[Listed records]
//! Workflow orchestration: session state and the step engine.

pub mod engine;
pub mod state;

pub use engine::{Workflow, WorkflowOutcome, WorkflowStep};
pub use state::{AgentState, AttemptRecord, AttemptStatus, MAX_ATTEMPTS, WorkflowEvent};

[Requirement]
Reproduce exactly the line containing "pub mod state;" and all lines after it through the end of the listing above; leave out every earlier line.

[Response for this exercise]
pub mod state;

pub use engine::{Workflow, WorkflowOutcome, WorkflowStep};
pub use state::{AgentState, AttemptRecord, AttemptStatus, MAX_ATTEMPTS, WorkflowEvent};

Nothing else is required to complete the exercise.